Start of Material provided

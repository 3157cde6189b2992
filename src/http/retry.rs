//! Retry policy with exponential backoff for transient fetch failures.
//!
//! A failed request is classified into a [`FailureType`]; the [`RetryPolicy`]
//! then decides whether to retry and with what delay. Only idempotent verbs
//! (GET, HEAD) go through the retry loop; callers performing uploads must not
//! use it.
//!
//! Retryable HTTP statuses are fixed: 429, 500, 502, 503, 504. Everything else
//! fails immediately.

use std::time::Duration;

use rand::Rng;
use tracing::{debug, instrument};

use super::FetchError;

/// Default maximum retry attempts.
pub const DEFAULT_MAX_RETRIES: u32 = 3;

/// Default base delay for exponential backoff (1 second).
const DEFAULT_BASE_DELAY: Duration = Duration::from_secs(1);

/// Default maximum delay cap (32 seconds).
const DEFAULT_MAX_DELAY: Duration = Duration::from_secs(32);

/// Default backoff multiplier (doubles each attempt).
const DEFAULT_BACKOFF_MULTIPLIER: f32 = 2.0;

/// Maximum jitter added to delays (500ms).
const MAX_JITTER: Duration = Duration::from_millis(500);

/// HTTP statuses that are retried; the set is deliberately closed.
const RETRYABLE_STATUSES: [u16; 5] = [429, 500, 502, 503, 504];

/// Classification of fetch failure types.
#[derive(Debug, Clone, Copy, PartialEq, Eq)]
pub enum FailureType {
    /// Temporary failure that may succeed on retry.
    ///
    /// Examples: network timeout, 5xx server errors, connection refused.
    Transient,

    /// Permanent failure that won't succeed regardless of retries.
    ///
    /// Examples: 404 Not Found, 403 Forbidden, invalid URL, TLS errors.
    Permanent,

    /// Server rate limiting (HTTP 429). Retried with backoff.
    RateLimited,
}

/// Decision on whether to retry a failed fetch.
#[derive(Debug, Clone, PartialEq, Eq)]
pub enum RetryDecision {
    /// Retry after the specified delay.
    Retry {
        /// How long to wait before retrying.
        delay: Duration,
        /// Which attempt number this will be (1-indexed, so first retry is attempt 2).
        attempt: u32,
    },

    /// Do not retry.
    DoNotRetry {
        /// Human-readable reason why retry is not attempted.
        reason: String,
    },
}

/// Configuration for retry behavior with exponential backoff.
///
/// Delay formula: `min(base_delay * multiplier^attempt, max_delay) + jitter`.
/// With defaults, delays are approximately 1s, 2s, 4s.
#[derive(Debug, Clone)]
pub struct RetryPolicy {
    /// Maximum number of attempts (including the initial attempt).
    max_attempts: u32,

    /// Base delay for the first retry.
    base_delay: Duration,

    /// Maximum delay cap.
    max_delay: Duration,

    /// Multiplier applied each attempt (typically 2.0 for doubling).
    backoff_multiplier: f32,
}

impl Default for RetryPolicy {
    fn default() -> Self {
        Self {
            max_attempts: DEFAULT_MAX_RETRIES,
            base_delay: DEFAULT_BASE_DELAY,
            max_delay: DEFAULT_MAX_DELAY,
            backoff_multiplier: DEFAULT_BACKOFF_MULTIPLIER,
        }
    }
}

impl RetryPolicy {
    /// Creates a new retry policy with custom settings.
    #[must_use]
    pub fn new(
        max_attempts: u32,
        base_delay: Duration,
        max_delay: Duration,
        backoff_multiplier: f32,
    ) -> Self {
        Self {
            max_attempts: max_attempts.max(1),
            base_delay,
            max_delay,
            backoff_multiplier,
        }
    }

    /// Creates a policy with a custom `max_attempts`, using defaults elsewhere.
    #[must_use]
    pub fn with_max_attempts(max_attempts: u32) -> Self {
        Self {
            max_attempts: max_attempts.max(1),
            ..Self::default()
        }
    }

    /// Returns the maximum number of attempts configured.
    #[must_use]
    pub fn max_attempts(&self) -> u32 {
        self.max_attempts
    }

    /// Determines whether to retry a failed fetch.
    ///
    /// `attempt` is the attempt number that just failed (1-indexed).
    #[instrument(skip(self), fields(max_attempts = self.max_attempts))]
    pub fn should_retry(&self, failure_type: FailureType, attempt: u32) -> RetryDecision {
        match failure_type {
            FailureType::Permanent => {
                return RetryDecision::DoNotRetry {
                    reason: "permanent failure - retry would not help".to_string(),
                };
            }
            FailureType::Transient | FailureType::RateLimited => {}
        }

        if attempt >= self.max_attempts {
            debug!(attempt, max = self.max_attempts, "max attempts reached");
            return RetryDecision::DoNotRetry {
                reason: format!("max attempts ({}) exhausted", self.max_attempts),
            };
        }

        let delay = self.calculate_delay(attempt);

        debug!(
            attempt,
            next_attempt = attempt + 1,
            delay_ms = delay.as_millis(),
            "will retry"
        );

        RetryDecision::Retry {
            delay,
            attempt: attempt + 1,
        }
    }

    /// Calculates the delay for a retry attempt with exponential backoff and jitter.
    fn calculate_delay(&self, attempt: u32) -> Duration {
        let base_ms = self.base_delay.as_millis() as f64;
        let multiplier = f64::from(self.backoff_multiplier);

        // attempt is 0-indexed for the exponent (attempt 1 = 2^0 = 1x base)
        let exponent = f64::from(attempt - 1);
        let delay_ms = base_ms * multiplier.powf(exponent);

        let capped_ms = delay_ms.min(self.max_delay.as_millis() as f64);

        let jitter = self.calculate_jitter();

        Duration::from_millis(capped_ms as u64) + jitter
    }

    /// Generates random jitter between 0 and `MAX_JITTER`.
    ///
    /// Jitter prevents thundering herd when parallel workers fail and retry
    /// at the same moment.
    fn calculate_jitter(&self) -> Duration {
        let mut rng = rand::thread_rng();
        let jitter_ms = rng.gen_range(0..=MAX_JITTER.as_millis() as u64);
        Duration::from_millis(jitter_ms)
    }
}

/// Classifies a fetch error into a failure type for retry decisions.
///
/// HTTP statuses follow the fixed retryable set (429 rate-limited; 500, 502,
/// 503, 504 transient; everything else permanent). Timeouts and most network
/// errors are transient; TLS failures and invalid URLs are permanent.
#[instrument]
pub fn classify_error(error: &FetchError) -> FailureType {
    match error {
        FetchError::HttpStatus { status, .. } => classify_http_status(*status),

        FetchError::Timeout { .. } => FailureType::Transient,

        FetchError::Network { source, .. } | FetchError::Body { source, .. } => {
            if is_tls_error(source) {
                FailureType::Permanent
            } else {
                FailureType::Transient
            }
        }

        FetchError::InvalidUrl { .. } => FailureType::Permanent,
    }
}

/// Classifies an HTTP status code into a failure type.
fn classify_http_status(status: u16) -> FailureType {
    if status == 429 {
        FailureType::RateLimited
    } else if RETRYABLE_STATUSES.contains(&status) {
        FailureType::Transient
    } else {
        FailureType::Permanent
    }
}

/// Checks if a reqwest error is a TLS/certificate error.
fn is_tls_error(error: &reqwest::Error) -> bool {
    let error_string = error.to_string().to_lowercase();
    error_string.contains("certificate")
        || error_string.contains("tls")
        || error_string.contains("ssl")
        || error_string.contains("handshake")
}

End of Material provided

An exact transcription of all the entries is needed.

repository 3157cde6189b2992
filename src/http/retry.rs
//! Retry policy with exponential backoff for transient fetch failures.
//!
//! A failed request is classified into a [`FailureType`]; the [`RetryPolicy`]
//! then decides whether to retry and with what delay. Only idempotent verbs
//! (GET, HEAD) go through the retry loop; callers performing uploads must not
//! use it.
//!
//! Retryable HTTP statuses are fixed: 429, 500, 502, 503, 504. Everything else
//! fails immediately.

use std::time::Duration;

use rand::Rng;
use tracing::{debug, instrument};

use super::FetchError;

/// Default maximum retry attempts.
pub const DEFAULT_MAX_RETRIES: u32 = 3;

/// Default base delay for exponential backoff (1 second).
const DEFAULT_BASE_DELAY: Duration = Duration::from_secs(1);

/// Default maximum delay cap (32 seconds).
const DEFAULT_MAX_DELAY: Duration = Duration::from_secs(32);

/// Default backoff multiplier (doubles each attempt).
const DEFAULT_BACKOFF_MULTIPLIER: f32 = 2.0;

/// Maximum jitter added to delays (500ms).
const MAX_JITTER: Duration = Duration::from_millis(500);

/// HTTP statuses that are retried; the set is deliberately closed.
const RETRYABLE_STATUSES: [u16; 5] = [429, 500, 502, 503, 504];

/// Classification of fetch failure types.
#[derive(Debug, Clone, Copy, PartialEq, Eq)]
pub enum FailureType {
    /// Temporary failure that may succeed on retry.
    ///
    /// Examples: network timeout, 5xx server errors, connection refused.
    Transient,

    /// Permanent failure that won't succeed regardless of retries.
    ///
    /// Examples: 404 Not Found, 403 Forbidden, invalid URL, TLS errors.
    Permanent,

    /// Server rate limiting (HTTP 429). Retried with backoff.
    RateLimited,
}

/// Decision on whether to retry a failed fetch.
#[derive(Debug, Clone, PartialEq, Eq)]
pub enum RetryDecision {
    /// Retry after the specified delay.
    Retry {
        /// How long to wait before retrying.
        delay: Duration,
        /// Which attempt number this will be (1-indexed, so first retry is attempt 2).
        attempt: u32,
    },

    /// Do not retry.
    DoNotRetry {
        /// Human-readable reason why retry is not attempted.
        reason: String,
    },
}

/// Configuration for retry behavior with exponential backoff.
///
/// Delay formula: `min(base_delay * multiplier^attempt, max_delay) + jitter`.
/// With defaults, delays are approximately 1s, 2s, 4s.
#[derive(Debug, Clone)]
pub struct RetryPolicy {
    /// Maximum number of attempts (including the initial attempt).
    max_attempts: u32,

    /// Base delay for the first retry.
    base_delay: Duration,

    /// Maximum delay cap.
    max_delay: Duration,

    /// Multiplier applied each attempt (typically 2.0 for doubling).
    backoff_multiplier: f32,
}

impl Default for RetryPolicy {
    fn default() -> Self {
        Self {
            max_attempts: DEFAULT_MAX_RETRIES,
            base_delay: DEFAULT_BASE_DELAY,
            max_delay: DEFAULT_MAX_DELAY,
            backoff_multiplier: DEFAULT_BACKOFF_MULTIPLIER,
        }
    }
}

impl RetryPolicy {
    /// Creates a new retry policy with custom settings.
    #[must_use]
    pub fn new(
        max_attempts: u32,
        base_delay: Duration,
        max_delay: Duration,
        backoff_multiplier: f32,
    ) -> Self {
        Self {
            max_attempts: max_attempts.max(1),
            base_delay,
            max_delay,
            backoff_multiplier,
        }
    }

    /// Creates a policy with a custom `max_attempts`, using defaults elsewhere.
    #[must_use]
    pub fn with_max_attempts(max_attempts: u32) -> Self {
        Self {
            max_attempts: max_attempts.max(1),
            ..Self::default()
        }
    }

    /// Returns the maximum number of attempts configured.
    #[must_use]
    pub fn max_attempts(&self) -> u32 {
        self.max_attempts
    }

    /// Determines whether to retry a failed fetch.
    ///
    /// `attempt` is the attempt number that just failed (1-indexed).
    #[instrument(skip(self), fields(max_attempts = self.max_attempts))]
    pub fn should_retry(&self, failure_type: FailureType, attempt: u32) -> RetryDecision {
        match failure_type {
            FailureType::Permanent => {
                return RetryDecision::DoNotRetry {
                    reason: "permanent failure - retry would not help".to_string(),
                };
            }
            FailureType::Transient | FailureType::RateLimited => {}
        }

        if attempt >= self.max_attempts {
            debug!(attempt, max = self.max_attempts, "max attempts reached");
            return RetryDecision::DoNotRetry {
                reason: format!("max attempts ({}) exhausted", self.max_attempts),
            };
        }

        let delay = self.calculate_delay(attempt);

        debug!(
            attempt,
            next_attempt = attempt + 1,
            delay_ms = delay.as_millis(),
            "will retry"
        );

        RetryDecision::Retry {
            delay,
            attempt: attempt + 1,
        }
    }

    /// Calculates the delay for a retry attempt with exponential backoff and jitter.
    fn calculate_delay(&self, attempt: u32) -> Duration {
        let base_ms = self.base_delay.as_millis() as f64;
        let multiplier = f64::from(self.backoff_multiplier);

        // attempt is 0-indexed for the exponent (attempt 1 = 2^0 = 1x base)
        let exponent = f64::from(attempt - 1);
        let delay_ms = base_ms * multiplier.powf(exponent);

        let capped_ms = delay_ms.min(self.max_delay.as_millis() as f64);

        let jitter = self.calculate_jitter();

        Duration::from_millis(capped_ms as u64) + jitter
    }

    /// Generates random jitter between 0 and `MAX_JITTER`.
    ///
    /// Jitter prevents thundering herd when parallel workers fail and retry
    /// at the same moment.
    fn calculate_jitter(&self) -> Duration {
        let mut rng = rand::thread_rng();
        let jitter_ms = rng.gen_range(0..=MAX_JITTER.as_millis() as u64);
        Duration::from_millis(jitter_ms)
    }
}

/// Classifies a fetch error into a failure type for retry decisions.
///
/// HTTP statuses follow the fixed retryable set (429 rate-limited; 500, 502,
/// 503, 504 transient; everything else permanent). Timeouts and most network
/// errors are transient; TLS failures and invalid URLs are permanent.
#[instrument]
pub fn classify_error(error: &FetchError) -> FailureType {
    match error {
        FetchError::HttpStatus { status, .. } => classify_http_status(*status),

        FetchError::Timeout { .. } => FailureType::Transient,

        FetchError::Network { source, .. } | FetchError::Body { source, .. } => {
            if is_tls_error(source) {
                FailureType::Permanent
            } else {
                FailureType::Transient
            }
        }

        FetchError::InvalidUrl { .. } => FailureType::Permanent,
    }
}

/// Classifies an HTTP status code into a failure type.
fn classify_http_status(status: u16) -> FailureType {
    if status == 429 {
        FailureType::RateLimited
    } else if RETRYABLE_STATUSES.contains(&status) {
        FailureType::Transient
    } else {
        FailureType::Permanent
    }
}

/// Checks if a reqwest error is a TLS/certificate error.
fn is_tls_error(error: &reqwest::Error) -> bool {
    let error_string = error.to_string().to_lowercase();
    error_string.contains("certificate")
        || error_string.contains("tls")
        || error_string.contains("ssl")
        || error_string.contains("handshake")
}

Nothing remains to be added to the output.